Adolescent idiopathic scoliosis (AIS) is a lateral curvature of the spine affect school age children. Although many studies have been conducted to investigate the candidate loci and genes for AIS, the underlying mechanisms of the pathogenesis is still poorly understood. In this study, a genome-wide association study on a cohort consisting of 189 AIS patients and 313 controls was performed to investigate the genetic variants associated with AIS in the southern Chinese population. The most promising association region is 12p13.32, in which a significant linkage signal was found in previous study. The three most significant SNPs (rs10849195, P = 6.84 × 10-7, OR = 0.51, 95% CI 0.39-0.67; rs11063476, P = 9.82 × 10-6, OR = 0.55, 95% CI 0.42-0.72; rs2109185, P = 3.83 × 10-5, OR = 0.57, 95% CI 0.44-0.75) in this region were in the same linkage disequilibrium (LD) block of about 2 kb. The most significant SNPs rs10849195 on chromosome 12 was successfully replicated in two independent replication studies. One replication study with 1271 individuals consist of 568 cases and 703 controls (P = 0.037, OR = 0.84, 95% CI 0.72-0.99), and the other replication study with 536 individuals consist of 286 cases and 250 controls (P = 0.026, OR = 0.76, 95% CI 0.60-0.97). The combined two stage P-value is 9.1 × 10-7, OR = 0.74.
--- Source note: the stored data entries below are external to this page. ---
//! Bus admittance (Y-bus) matrix assembly.
//!
//! Every branch contributes a 2×2 primitive admittance `p` between its two
//! endpoint indices `i` and `j`:
//!
//! ```text
//! Y[i,i] += p[0,0]    Y[i,j] += p[0,1]
//! Y[j,i] += p[1,0]    Y[j,j] += p[1,1]
//! ```
//!
//! The matrix is always rebuilt from the branch list; nothing patches an
//! existing Y-bus in place. The fault study derives its augmented copy through
//! [`YBus::with_diagonal_additions`].

use faultflow_core::{Branch, FlowError, Network, PrimitiveAdmittance};
use num_complex::Complex64;
use thiserror::Error;

use crate::linalg::{ComplexMatrix, LinalgError};

/// Errors from Y-bus matrix operations
#[derive(Debug, Error, PartialEq)]
pub enum YBusError {
    #[error("No buses found in network")]
    NoBuses,

    #[error("Branch {branch} references bus index {bus}, but the network has {n_bus} buses")]
    UnknownBus {
        branch: usize,
        bus: usize,
        n_bus: usize,
    },
}

impl From<YBusError> for FlowError {
    fn from(err: YBusError) -> Self {
        FlowError::InvalidTopology(err.to_string())
    }
}

/// Anything that can be stamped into a Y-bus.
pub trait BranchPrimitive {
    /// `(from, to)` bus indices, matching the primitive's row order.
    fn endpoints(&self) -> (usize, usize);
    fn primitive(&self) -> PrimitiveAdmittance;
}

impl BranchPrimitive for Branch {
    fn endpoints(&self) -> (usize, usize) {
        (self.from_bus.value(), self.to_bus.value())
    }

    fn primitive(&self) -> PrimitiveAdmittance {
        self.primitive
    }
}

impl<T: BranchPrimitive + ?Sized> BranchPrimitive for &T {
    fn endpoints(&self) -> (usize, usize) {
        (**self).endpoints()
    }

    fn primitive(&self) -> PrimitiveAdmittance {
        (**self).primitive()
    }
}

impl BranchPrimitive for (usize, usize, PrimitiveAdmittance) {
    fn endpoints(&self) -> (usize, usize) {
        (self.0, self.1)
    }

    fn primitive(&self) -> PrimitiveAdmittance {
        self.2
    }
}

/// Dense complex admittance matrix indexed by bus position.
#[derive(Debug, Clone, PartialEq)]
pub struct YBus {
    matrix: ComplexMatrix,
}

impl YBus {
    /// Accumulate every branch primitive into an `n_bus × n_bus` matrix.
    pub fn assemble<I>(n_bus: usize, branches: I) -> Result<Self, YBusError>
    where
        I: IntoIterator,
        I::Item: BranchPrimitive,
    {
        if n_bus == 0 {
            return Err(YBusError::NoBuses);
        }

        let mut matrix = ComplexMatrix::zeros(n_bus);
        for (k, branch) in branches.into_iter().enumerate() {
            let (i, j) = branch.endpoints();
            for bus in [i, j] {
                if bus >= n_bus {
                    return Err(YBusError::UnknownBus {
                        branch: k,
                        bus,
                        n_bus,
                    });
                }
            }

            let p = branch.primitive();
            matrix.add_to(i, i, p.get(0, 0));
            matrix.add_to(i, j, p.get(0, 1));
            matrix.add_to(j, i, p.get(1, 0));
            matrix.add_to(j, j, p.get(1, 1));
        }

        Ok(Self { matrix })
    }

    /// Build the Y-bus of a network; bus ids are matrix positions.
    pub fn from_network(network: &Network) -> Result<Self, YBusError> {
        Self::assemble(network.bus_count(), network.branches())
    }

    #[inline]
    pub fn n_bus(&self) -> usize {
        self.matrix.dim()
    }

    #[inline]
    pub fn get(&self, row: usize, col: usize) -> Complex64 {
        self.matrix.get(row, col)
    }

    pub fn matrix(&self) -> &ComplexMatrix {
        &self.matrix
    }

    /// True when `Y[i,j] == Y[j,i]` within `tol` for every pair.
    pub fn is_symmetric(&self, tol: f64) -> bool {
        let n = self.n_bus();
        (0..n).all(|i| (i + 1..n).all(|j| (self.get(i, j) - self.get(j, i)).norm() <= tol))
    }

    /// Copy with extra admittance added on selected diagonal entries.
    pub fn with_diagonal_additions<I>(&self, additions: I) -> Self
    where
        I: IntoIterator<Item = (usize, Complex64)>,
    {
        let mut matrix = self.matrix.clone();
        for (bus, y) in additions {
            matrix.add_to(bus, bus, y);
        }
        Self { matrix }
    }

    /// Bus impedance matrix `Z = Y⁻¹`.
    pub fn invert(&self) -> Result<ComplexMatrix, LinalgError> {
        self.matrix.inverse("admittance matrix")
    }
}

impl std::fmt::Display for YBus {
    fn fmt(&self, f: &mut std::fmt::Formatter<'_>) -> std::fmt::Result {
        write_complex_table(f, &self.matrix)
    }
}

/// One row per line, entries as `re±imj` with five decimals.
pub(crate) fn write_complex_table(
    f: &mut std::fmt::Formatter<'_>,
    matrix: &ComplexMatrix,
) -> std::fmt::Result {
    for i in 0..matrix.dim() {
        let cells: Vec<String> = matrix
            .row(i)
            .iter()
            .map(|z| format!("{:>10.5}{:+.5}j", z.re, z.im))
            .collect();
        writeln!(f, "{}", cells.join("  "))?;
    }
    Ok(())
}
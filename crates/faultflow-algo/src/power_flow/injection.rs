//! Bus power injections in polar form.
//!
//! ```text
//! P_k = Σ_m |V_k||V_m||Y_km| cos(δ_k − δ_m − θ_km)
//! Q_k = Σ_m |V_k||V_m||Y_km| sin(δ_k − δ_m − θ_km)
//! ```
//!
//! [`PairTerm`] is the one place `|Y_km|`, `θ_km` and `δ_k − δ_m` are
//! computed; the Jacobian reuses it.

use faultflow_core::Network;
use num_complex::Complex64;
use serde::{Deserialize, Serialize};

use crate::ybus::YBus;

/// Voltage magnitudes (pu) and angles (rad) in bus order.
#[derive(Debug, Clone, PartialEq, Serialize, Deserialize)]
pub struct BusState {
    pub v_mag: Vec<f64>,
    pub v_ang: Vec<f64>,
}

impl BusState {
    pub fn new(v_mag: Vec<f64>, v_ang: Vec<f64>) -> Self {
        debug_assert_eq!(v_mag.len(), v_ang.len());
        Self { v_mag, v_ang }
    }

    /// 1.0 pu at zero angle on every bus, setpoints included.
    pub fn flat_start(network: &Network) -> Self {
        let n = network.bus_count();
        Self {
            v_mag: vec![1.0; n],
            v_ang: vec![0.0; n],
        }
    }

    /// The voltages currently stored on the network's buses.
    pub fn from_network(network: &Network) -> Self {
        Self {
            v_mag: network.buses().map(|b| b.voltage_pu.value()).collect(),
            v_ang: network.buses().map(|b| b.angle_rad.value()).collect(),
        }
    }

    pub fn len(&self) -> usize {
        self.v_mag.len()
    }

    pub fn is_empty(&self) -> bool {
        self.v_mag.is_empty()
    }

    /// Complex bus voltage `|V|∠δ`.
    pub fn phasor(&self, bus: usize) -> Complex64 {
        Complex64::from_polar(self.v_mag[bus], self.v_ang[bus])
    }
}

/// Admittance polar form and angle difference for one `(k, m)` pair.
#[derive(Debug, Clone, Copy)]
pub struct PairTerm {
    /// |Y_km|
    pub y_mag: f64,
    /// θ_km = arg(Y_km)
    pub theta: f64,
    /// δ_k − δ_m
    pub delta: f64,
}

impl PairTerm {
    #[inline]
    pub fn new(ybus: &YBus, state: &BusState, k: usize, m: usize) -> Self {
        let (y_mag, theta) = ybus.get(k, m).to_polar();
        Self {
            y_mag,
            theta,
            delta: state.v_ang[k] - state.v_ang[m],
        }
    }

    /// a_km = δ_k − δ_m − θ_km
    #[inline]
    pub fn angle(&self) -> f64 {
        self.delta - self.theta
    }
}

/// Computed per-unit injections at every bus.
#[derive(Debug, Clone, PartialEq, Serialize, Deserialize)]
pub struct PowerInjections {
    pub p: Vec<f64>,
    pub q: Vec<f64>,
}

impl PowerInjections {
    pub fn compute(ybus: &YBus, state: &BusState) -> Self {
        let n = ybus.n_bus();
        debug_assert_eq!(state.len(), n);

        let mut p = vec![0.0; n];
        let mut q = vec![0.0; n];
        for k in 0..n {
            for m in 0..n {
                let term = PairTerm::new(ybus, state, k, m);
                if term.y_mag == 0.0 {
                    continue;
                }
                let scale = state.v_mag[k] * state.v_mag[m] * term.y_mag;
                let a = term.angle();
                p[k] += scale * a.cos();
                q[k] += scale * a.sin();
            }
        }

        Self { p, q }
    }
}
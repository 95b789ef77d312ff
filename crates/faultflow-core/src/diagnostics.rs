//! Findings collected while checking a network before a study.
//!
//! [`Network::validate_into`](crate::Network::validate_into) fills a
//! [`Diagnostics`] with errors (the study cannot run) and warnings (the study
//! runs but the result is probably not what the caller wants).
//!
//! ```
//! use faultflow_core::diagnostics::Diagnostics;
//!
//! let mut diag = Diagnostics::new();
//! diag.add_warning("generation", "Network has no generators");
//! diag.add_error_with_entity("topology", "Second slack bus", "Bus7");
//!
//! assert_eq!(diag.warning_count(), 1);
//! assert_eq!(diag.error_count(), 1);
//! assert_eq!(diag.summary(), "1 warning, 1 error");
//! ```

use serde::Serialize;

use crate::error::{FlowError, FlowResult};

#[derive(Debug, Clone, Copy, PartialEq, Eq, Serialize)]
#[serde(rename_all = "lowercase")]
pub enum Severity {
    /// Study can run, but the input looks suspicious
    Warning,
    /// Study cannot run on this input
    Error,
}

/// A single finding
#[derive(Debug, Clone, Serialize)]
pub struct DiagnosticIssue {
    pub severity: Severity,
    /// Grouping key, e.g. "topology", "generation", "bus-type"
    pub category: String,
    pub message: String,
    /// Element the finding refers to (bus or branch name)
    #[serde(skip_serializing_if = "Option::is_none")]
    pub entity: Option<String>,
}

impl DiagnosticIssue {
    pub fn new(
        severity: Severity,
        category: impl Into<String>,
        message: impl Into<String>,
    ) -> Self {
        Self {
            severity,
            category: category.into(),
            message: message.into(),
            entity: None,
        }
    }

    pub fn with_entity(mut self, entity: impl Into<String>) -> Self {
        self.entity = Some(entity.into());
        self
    }
}

impl std::fmt::Display for DiagnosticIssue {
    fn fmt(&self, f: &mut std::fmt::Formatter<'_>) -> std::fmt::Result {
        let severity = match self.severity {
            Severity::Warning => "warning",
            Severity::Error => "error",
        };

        write!(f, "[{}:{}] {}", severity, self.category, self.message)?;
        if let Some(entity) = &self.entity {
            write!(f, " ({})", entity)?;
        }
        Ok(())
    }
}

/// Collection of findings for one validation pass
#[derive(Debug, Clone, Default, Serialize)]
pub struct Diagnostics {
    #[serde(skip_serializing_if = "Vec::is_empty")]
    pub issues: Vec<DiagnosticIssue>,
}

impl Diagnostics {
    pub fn new() -> Self {
        Self::default()
    }

    pub fn add(&mut self, issue: DiagnosticIssue) {
        self.issues.push(issue);
    }

    pub fn add_warning(&mut self, category: &str, message: &str) {
        self.add(DiagnosticIssue::new(Severity::Warning, category, message));
    }

    pub fn add_warning_with_entity(&mut self, category: &str, message: &str, entity: &str) {
        self.add(DiagnosticIssue::new(Severity::Warning, category, message).with_entity(entity));
    }

    pub fn add_error(&mut self, category: &str, message: &str) {
        self.add(DiagnosticIssue::new(Severity::Error, category, message));
    }

    pub fn add_error_with_entity(&mut self, category: &str, message: &str, entity: &str) {
        self.add(DiagnosticIssue::new(Severity::Error, category, message).with_entity(entity));
    }

    pub fn warning_count(&self) -> usize {
        self.warnings().count()
    }

    pub fn error_count(&self) -> usize {
        self.errors().count()
    }

    pub fn has_errors(&self) -> bool {
        self.errors().next().is_some()
    }

    pub fn errors(&self) -> impl Iterator<Item = &DiagnosticIssue> {
        self.issues.iter().filter(|i| i.severity == Severity::Error)
    }

    pub fn warnings(&self) -> impl Iterator<Item = &DiagnosticIssue> {
        self.issues
            .iter()
            .filter(|i| i.severity == Severity::Warning)
    }

    /// Fail with [`FlowError::InvalidTopology`] carrying every error message,
    /// or succeed if only warnings were recorded.
    pub fn into_result(self) -> FlowResult<()> {
        let messages: Vec<String> = self.errors().map(|i| i.to_string()).collect();
        if messages.is_empty() {
            Ok(())
        } else {
            Err(FlowError::InvalidTopology(messages.join("; ")))
        }
    }

    pub fn summary(&self) -> String {
        let plural = |n: usize| if n == 1 { "" } else { "s" };
        match (self.warning_count(), self.error_count()) {
            (0, 0) => "No issues".to_string(),
            (w, 0) => format!("{} warning{}", w, plural(w)),
            (0, e) => format!("{} error{}", e, plural(e)),
            (w, e) => format!("{} warning{}, {} error{}", w, plural(w), e, plural(e)),
        }
    }
}

impl std::fmt::Display for Diagnostics {
    fn fmt(&self, f: &mut std::fmt::Formatter<'_>) -> std::fmt::Result {
        writeln!(f, "Diagnostics: {}", self.summary())?;
        for issue in &self.issues {
            writeln!(f, "  {}", issue)?;
        }
        Ok(())
    }
}
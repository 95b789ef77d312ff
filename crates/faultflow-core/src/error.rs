//! Unified error type for network construction and studies.
//!
//! Every fallible operation in the workspace returns [`FlowResult`]. Algorithm
//! crates keep their own narrower error enums and convert into [`FlowError`]
//! at the API boundary.
//!
//! Non-convergence of an iterative solve is *not* an error: it is reported
//! through the solution's convergence status so that the caller still gets the
//! best-effort state.
//!
//! # Example
//!
//! ```
//! use faultflow_core::{BusKind, FlowError, FlowResult, Kilovolts, Network};
//!
//! fn build() -> FlowResult<Network> {
//!     let mut network = Network::new();
//!     network.add_bus("Bus1", Kilovolts(20.0), BusKind::Slack)?;
//!     Ok(network)
//! }
//!
//! let mut network = build().unwrap();
//! let err = network
//!     .add_bus("Bus1", Kilovolts(20.0), BusKind::Slack)
//!     .unwrap_err();
//! assert!(matches!(err, FlowError::DuplicateName { .. }));
//! ```

use thiserror::Error;

/// Unified error type for all faultflow operations.
#[derive(Error, Debug)]
pub enum FlowError {
    /// Branch references a missing bus, no slack bus, several slack buses,
    /// or an empty network.
    #[error("Invalid topology: {0}")]
    InvalidTopology(String),

    /// Unrecognized bus classification, or an element attached to a bus
    /// whose classification does not allow it.
    #[error("Invalid bus type: {0}")]
    InvalidBusType(String),

    /// A bus, branch, generator or load name was registered twice.
    #[error("Duplicate {kind} name: {name}")]
    DuplicateName { kind: &'static str, name: String },

    /// A Jacobian or admittance matrix could not be factorized.
    #[error("Singular system: {0}")]
    SingularSystem(String),

    /// Data validation errors
    #[error("Validation error: {0}")]
    Validation(String),

    /// Configuration errors
    #[error("Configuration error: {0}")]
    Config(String),

    /// Parsing/deserialization errors
    #[error("Parse error: {0}")]
    Parse(String),

    /// I/O errors (file access, etc.)
    #[error("I/O error: {0}")]
    Io(#[from] std::io::Error),
}

/// Convenience type alias for Results using FlowError.
pub type FlowResult<T> = Result<T, FlowError>;

impl FlowError {
    pub(crate) fn duplicate(kind: &'static str, name: impl Into<String>) -> Self {
        FlowError::DuplicateName {
            kind,
            name: name.into(),
        }
    }
}

impl From<toml::de::Error> for FlowError {
    fn from(err: toml::de::Error) -> Self {
        FlowError::Parse(err.to_string())
    }
}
SNP rs11190870 near LBX1 (ladybird homeobox 1), which was associated with Japanese adolescent idiopathic scoliosis patients by a genome-wide association study, was also validated in an independent southern Chinese population. The results suggested that SNP rs11190870 is statistically significant associated with adolescent idiopathic scoliosis in southern Chinese (P = 9.1 10-10; odds ratio = 1.85; 95% confidence interval = 1.52 - 2.25).

Quality control (QC) by removing individuals or markers with low genotyping quality is of utmost importance to minimize potential false positive associations. IPGWAS was developed to facilitate the identification of the rational thresholds in QC of GWAS datasets, association analysis, Manhattan plot, quantile-quantile (QQ) plot, and format conversion for genetic analyses, such as meta-analysis, genotype phasing, and imputation. IPGWAS is freely available at http://sourceforge.net/projects/ipgwas/.

Missing heritability is a common problem in genome-wide association study. The Wellcome Trust Case Control Consortium Phase I genotype data were imputed using 1000 genomes as reference. Then phenotypic variance explained by SNPs passed certain p-value thresholds was estimated. The results suggested that the proportions of phenotypic variance explained by genetic variants increased significantly when the new association variants identified through 1000 genome based imputation were included for most complex diseases. The obtained results were consistent with the larger number of variants that are yet to be identified as potential sources of missing heritability.

Most GWAS results cannot achieve a reliable genetic risk prediction performance. After genotype imputation, both prediction sensitivity and specificity were increased to a relative reliable level (>0.7). It is promising to transfer the results from basic genetic research to clinical utility.